Brusegan, Carlotta
L'Abuso di informazioni privilegiate: dalle tradizionali problematiche alle nuove prospettive comunitarie [Tesi di dottorato]

The present research looks at the study and the analysis of the criminal offence of Insider trading. First of all, an outline of the essential issues that lie at the basis of the current Italian regulation is presented, with particular attention to the evolution in legislation and case law of Insider trading in the U.S.. The analysis reviews the most significant steps of such genesis, highlighting any possible connection with the rules currently in force in Italy. Subsequently, the exegesis of the Italian legislation is briefly presented, starting with the basics of European Union law (starting from Directive 89/592/EEC until the most recent Law 62/2005). Then, the present investigation deals with the theories developed in relation to the ratio of the repressive prohibition and to the interest protected by the captioned rule, outlining the various positions resulting from the doctrine and the relationship of the relevant regulation with the s.c. corporate transparency. The investigation continues with the study of what constitutes inside information (Article 181 t.u.f.), focusing on the precise nature of the information and on the price sensitivity. Against this background, the author reaches the core of her research, namely the analysis of the criminal offence of Insider Trading (Articles 184 and 187 bis t.u.f.), highlighting the relevant outstanding issues. Thus, the investigation comes to the comparison with the new administrative offence of Insider trading introduced by Law 62/2005, focusing on the decriminalization of the action of the so-called secondary Insiders. Additionally, the (dual) role of Consob in criminal and administrative proceedings of Insider trading is briefly mentioned.

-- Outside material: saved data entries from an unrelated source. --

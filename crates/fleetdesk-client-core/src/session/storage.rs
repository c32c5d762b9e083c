//! Durable string slots the credential store writes to
//!
//! In the browser this is `localStorage`, on native it is a json file. Tests
//! and short lived tools use [`MemoryStore`]

use std::{
    collections::HashMap,
    fmt::Debug,
    sync::{Arc, Mutex},
};

/// Minimal key value interface over a durable store
///
/// Writes may fail (quota, permissions, disk full), reads may not. A read
/// that cannot be served is reported as a missing value
pub trait KeyValueStore: Debug + Send + Sync {
    fn get(&self, key: &str) -> Option<String>;
    fn set(&self, key: &str, value: &str) -> anyhow::Result<()>;
    fn remove(&self, key: &str) -> anyhow::Result<()>;

    /// Applies `ops` in order, stopping at the first failure
    ///
    /// Backends that pay per write should override this to persist once
    fn apply(&self, ops: &[StoreOp<'_>]) -> anyhow::Result<()> {
        for op in ops {
            match op {
                StoreOp::Set(key, value) => self.set(key, value)?,
                StoreOp::Remove(key) => self.remove(key)?,
            }
        }
        Ok(())
    }
}

/// One step of a [`KeyValueStore::apply`] batch
#[derive(Clone, Copy, PartialEq, Eq)]
pub enum StoreOp<'a> {
    Set(&'a str, &'a str),
    Remove(&'a str),
}

impl Debug for StoreOp<'_> {
    fn fmt(&self, f: &mut std::fmt::Formatter<'_>) -> std::fmt::Result {
        // Values are credentials
        match self {
            Self::Set(key, _) => write!(f, "Set({key:?}, ..)"),
            Self::Remove(key) => write!(f, "Remove({key:?})"),
        }
    }
}

#[derive(Default, Clone)]
pub struct MemoryStore {
    values: Arc<Mutex<HashMap<String, String>>>,
}

impl MemoryStore {
    pub fn new() -> Self {
        Self::default()
    }

    /// Number of slots currently holding a value
    pub fn len(&self) -> usize {
        self.values.lock().expect("mutex poisoned").len()
    }

    pub fn is_empty(&self) -> bool {
        self.len() == 0
    }
}

impl Debug for MemoryStore {
    fn fmt(&self, f: &mut std::fmt::Formatter<'_>) -> std::fmt::Result {
        // Values are credentials
        f.debug_struct("MemoryStore")
            .field("len", &self.len())
            .finish()
    }
}

impl KeyValueStore for MemoryStore {
    fn get(&self, key: &str) -> Option<String> {
        self.values.lock().expect("mutex poisoned").get(key).cloned()
    }

    fn set(&self, key: &str, value: &str) -> anyhow::Result<()> {
        self.values
            .lock()
            .expect("mutex poisoned")
            .insert(key.to_string(), value.to_string());
        Ok(())
    }

    fn remove(&self, key: &str) -> anyhow::Result<()> {
        self.values.lock().expect("mutex poisoned").remove(key);
        Ok(())
    }
}

#[cfg(not(target_arch = "wasm32"))]
pub use file::FileStore;

#[cfg(not(target_arch = "wasm32"))]
mod file {
    use anyhow::Context as _;
    use std::{
        collections::BTreeMap,
        fs,
        path::{Path, PathBuf},
        sync::Mutex,
    };
    use tracing::warn;

    use super::{KeyValueStore, StoreOp};

    /// Keeps every slot in a single json object on disk
    ///
    /// The whole file is rewritten on each change by writing a sibling temp
    /// file and renaming it over the original, so a crash never leaves a half
    /// written file behind. [`KeyValueStore::apply`] rewrites it once per batch
    pub struct FileStore {
        path: PathBuf,
        values: Mutex<BTreeMap<String, String>>,
    }

    impl FileStore {
        /// Opens (or prepares to create) the store at `path`. An unreadable or
        /// corrupt file is treated as empty
        #[tracing::instrument]
        pub fn open(path: impl Into<PathBuf> + std::fmt::Debug) -> Self {
            let path = path.into();
            let values = match fs::read_to_string(&path) {
                Ok(contents) => serde_json::from_str(&contents).unwrap_or_else(|e| {
                    warn!(?e, ?path, "session file is corrupt, starting empty");
                    BTreeMap::new()
                }),
                Err(e) if e.kind() == std::io::ErrorKind::NotFound => BTreeMap::new(),
                Err(e) => {
                    warn!(?e, ?path, "unable to read session file, starting empty");
                    BTreeMap::new()
                }
            };
            Self {
                path,
                values: Mutex::new(values),
            }
        }

        pub fn path(&self) -> &Path {
            &self.path
        }

        fn persist(&self, values: &BTreeMap<String, String>) -> anyhow::Result<()> {
            if let Some(parent) = self.path.parent().filter(|p| !p.as_os_str().is_empty()) {
                fs::create_dir_all(parent)
                    .with_context(|| format!("failed to create directory: {parent:?}"))?;
            }
            let contents =
                serde_json::to_string_pretty(values).context("failed to serialize session")?;
            let tmp_path = self.path.with_extension("tmp");
            fs::write(&tmp_path, contents)
                .with_context(|| format!("failed to write file: {tmp_path:?}"))?;
            fs::rename(&tmp_path, &self.path)
                .with_context(|| format!("failed to replace file: {:?}", self.path))
        }

        fn update<F>(&self, f: F) -> anyhow::Result<()>
        where
            F: FnOnce(&mut BTreeMap<String, String>),
        {
            let mut guard = self.values.lock().expect("mutex poisoned");
            let mut updated = guard.clone();
            f(&mut updated);
            self.persist(&updated)?;
            *guard = updated;
            Ok(())
        }
    }

    impl std::fmt::Debug for FileStore {
        fn fmt(&self, f: &mut std::fmt::Formatter<'_>) -> std::fmt::Result {
            f.debug_struct("FileStore")
                .field("path", &self.path)
                .finish_non_exhaustive()
        }
    }

    impl KeyValueStore for FileStore {
        fn get(&self, key: &str) -> Option<String> {
            self.values.lock().expect("mutex poisoned").get(key).cloned()
        }

        fn set(&self, key: &str, value: &str) -> anyhow::Result<()> {
            self.update(|values| {
                values.insert(key.to_string(), value.to_string());
            })
        }

        fn remove(&self, key: &str) -> anyhow::Result<()> {
            if self.get(key).is_none() {
                return Ok(());
            }
            self.update(|values| {
                values.remove(key);
            })
        }

        fn apply(&self, ops: &[StoreOp<'_>]) -> anyhow::Result<()> {
            self.update(|values| {
                for op in ops {
                    match *op {
                        StoreOp::Set(key, value) => {
                            values.insert(key.to_string(), value.to_string());
                        }
                        StoreOp::Remove(key) => {
                            values.remove(key);
                        }
                    }
                }
            })
        }
    }

}

#[cfg(target_arch = "wasm32")]
pub use web::LocalStorageStore;

#[cfg(target_arch = "wasm32")]
mod web {
    use anyhow::anyhow;

    use super::KeyValueStore;

    /// Backed by the browser's `window.localStorage`
    ///
    /// The storage handle is looked up on every call because `web_sys::Storage`
    /// is not `Send`
    #[derive(Debug, Default, Clone, Copy)]
    pub struct LocalStorageStore;

    fn local_storage() -> anyhow::Result<web_sys::Storage> {
        web_sys::window()
            .ok_or_else(|| anyhow!("no global window"))?
            .local_storage()
            .map_err(|e| anyhow!("local storage not accessible: {e:?}"))?
            .ok_or_else(|| anyhow!("local storage not available"))
    }

    impl KeyValueStore for LocalStorageStore {
        fn get(&self, key: &str) -> Option<String> {
            local_storage().ok()?.get_item(key).ok()?
        }

        fn set(&self, key: &str, value: &str) -> anyhow::Result<()> {
            local_storage()?
                .set_item(key, value)
                .map_err(|e| anyhow!("failed to write {key} to local storage: {e:?}"))
        }

        fn remove(&self, key: &str) -> anyhow::Result<()> {
            local_storage()?
                .remove_item(key)
                .map_err(|e| anyhow!("failed to remove {key} from local storage: {e:?}"))
        }
    }
}
use clap::Parser;
use fleetdesk_cli::{
    cli::Cli,
    commands::{execute, FleetClient},
};
use fleetdesk_client_core::configuration::get_configuration;

fn main() -> anyhow::Result<()> {
    let args = Cli::parse();

    if let Err(e) = fleetdesk_cli::tracing::init(&args) {
        eprintln!("Failed to start tracing: {e}");
    }

    let settings = get_configuration()?;
    let rt = tokio::runtime::Builder::new_multi_thread()
        .enable_all()
        .build()?;
    rt.block_on(async move {
        let client = FleetClient::from_settings(settings)?;
        execute(args.command, &client, &mut std::io::stdout()).await
    })
}
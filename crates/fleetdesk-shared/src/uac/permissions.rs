use std::{collections::BTreeSet, fmt::Display};

/// A single capability claim carried on the user record (eg. `vehicles.edit`)
///
/// Which screens need which permission is decided by the route definitions,
/// this type only carries the claim
#[derive(Debug, serde::Serialize, serde::Deserialize, PartialEq, Eq, PartialOrd, Ord, Hash, Clone)]
#[serde(transparent)]
pub struct Permission(String);

#[derive(Debug, serde::Serialize, serde::Deserialize, Clone, Default, PartialEq, Eq)]
#[serde(transparent)]
pub struct Permissions(pub BTreeSet<Permission>);

impl Permission {
    pub fn new<S: Into<String>>(value: S) -> Self {
        Self(value.into())
    }
}

impl From<&str> for Permission {
    fn from(value: &str) -> Self {
        Self::new(value)
    }
}

impl AsRef<str> for Permission {
    fn as_ref(&self) -> &str {
        &self.0
    }
}

impl Display for Permission {
    fn fmt(&self, f: &mut std::fmt::Formatter<'_>) -> std::fmt::Result {
        write!(f, "{}", self.0)
    }
}

impl Permissions {
    pub fn contains(&self, permission: &Permission) -> bool {
        self.0.contains(permission)
    }

    /// Returns true only if every one of `perms` is held
    pub fn includes(&self, perms: &[Permission]) -> bool {
        perms.iter().all(|x| self.0.contains(x))
    }

    /// Returns the subset of `perms` that is not held
    pub fn missing<'a>(&self, perms: &'a [Permission]) -> Vec<&'a Permission> {
        perms.iter().filter(|x| !self.0.contains(x)).collect()
    }
}

impl From<Vec<Permission>> for Permissions {
    fn from(value: Vec<Permission>) -> Self {
        Self(value.into_iter().collect())
    }
}

impl<'a> FromIterator<&'a str> for Permissions {
    fn from_iter<T: IntoIterator<Item = &'a str>>(iter: T) -> Self {
        Self(iter.into_iter().map(Permission::from).collect())
    }
}
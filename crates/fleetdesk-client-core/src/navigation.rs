//! Handle to whatever is doing the routing (browser history, a terminal UI,
//! a test recorder). The session pipeline only ever asks it to go somewhere

use std::{fmt::Debug, sync::Mutex};

use url::form_urlencoded;

pub mod guards;

/// A location inside the dashboard, relative to its root
#[derive(Debug, Clone, PartialEq, Eq)]
pub struct NavigationTarget {
    pub path: String,
    pub query: Vec<(String, String)>,
    /// Replace the current history entry instead of pushing a new one
    pub replace_url: bool,
}

impl NavigationTarget {
    pub fn push<S: Into<String>>(path: S) -> Self {
        Self {
            path: path.into(),
            query: vec![],
            replace_url: false,
        }
    }

    pub fn replace<S: Into<String>>(path: S) -> Self {
        Self {
            replace_url: true,
            ..Self::push(path)
        }
    }

    pub fn with_query<K: Into<String>, V: Into<String>>(mut self, key: K, value: V) -> Self {
        self.query.push((key.into(), value.into()));
        self
    }

    /// First value of the query parameter `key`
    pub fn query_param(&self, key: &str) -> Option<&str> {
        self.query
            .iter()
            .find_map(|(k, v)| (k == key).then_some(v.as_str()))
    }

    pub fn to_url(&self) -> String {
        if self.query.is_empty() {
            return self.path.clone();
        }
        let query = form_urlencoded::Serializer::new(String::new())
            .extend_pairs(self.query.iter())
            .finish();
        format!("{}?{query}", self.path)
    }

    /// Splits a url as produced by [`Self::to_url`] (or typed by a user).
    /// Any fragment is dropped
    pub fn parse(url: &str) -> Self {
        let url = url.split('#').next().unwrap_or_default();
        let (path, query) = url.split_once('?').unwrap_or((url, ""));
        Self {
            path: path.to_string(),
            query: form_urlencoded::parse(query.as_bytes())
                .into_owned()
                .collect(),
            replace_url: false,
        }
    }
}

pub trait Navigator: Debug + Send + Sync {
    fn navigate(&self, target: NavigationTarget);
}

/// Keeps the visited urls in memory. Used by the cli and in tests
#[derive(Debug, Default)]
pub struct HistoryNavigator {
    entries: Mutex<Vec<String>>,
}

impl HistoryNavigator {
    pub fn new() -> Self {
        Self::default()
    }

    pub fn current(&self) -> Option<String> {
        self.entries.lock().expect("mutex poisoned").last().cloned()
    }

    pub fn history(&self) -> Vec<String> {
        self.entries.lock().expect("mutex poisoned").clone()
    }
}

impl Navigator for HistoryNavigator {
    #[tracing::instrument(skip(self))]
    fn navigate(&self, destination: NavigationTarget) {
        let mut entries = self.entries.lock().expect("mutex poisoned");
        if destination.replace_url {
            entries.pop();
        }
        entries.push(destination.to_url());
    }
}
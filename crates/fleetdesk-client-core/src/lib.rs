//! Client side authentication session pipeline for the fleet dashboard
//!
//! Holds the session, issues and refreshes credentials, attaches them to
//! outgoing requests and gates navigation on role and permission claims.
//! NB: The assumption is made that the async runtime has already been started
//! before any functions from this library are called

#![warn(unused_crate_dependencies)]


pub mod configuration;
mod errors;
pub mod navigation;
mod session;
mod transport;

pub use configuration::{ApiSettings, ClientSettings, RouteSettings, StorageSettings};
pub use errors::{RequestError, SessionError};
pub use navigation::{
    guards::{CanDeactivate, GuardOutcome, RouteData, RouteGuards},
    HistoryNavigator, NavigationTarget, Navigator,
};
pub use session::{
    credentials::CredentialStore,
    state::{LoadingGuard, Session, SessionSnapshot},
    storage::{KeyValueStore, MemoryStore, StoreOp},
    SessionManager,
};
pub use transport::{
    authorizer::{ApiRequest, MultipartPart, RequestAuthorizer, RequestBody},
    HttpReply,
};

#[cfg(not(target_arch = "wasm32"))]
pub use session::storage::FileStore;
#[cfg(target_arch = "wasm32")]
pub use session::storage::LocalStorageStore;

The analysis focuses, in the end, on the new European requirements for reforming the law with a comprehensive view, by way of mentioning, inter alia, a recent intervention of the Court of Justice of the European Union and two measures developed at the end of 2011 by the European Commission (a Proposal for a Directive and a Proposal for a Regulation). The underlying intent of these measures is to dictate the minimum rules of discipline of the phenomenon in the criminal law and to standardize the rules of the Member States of the EU. In conclusion, the author gives an assessment of the current legislation on the basis of its effectiveness and systematic consistency.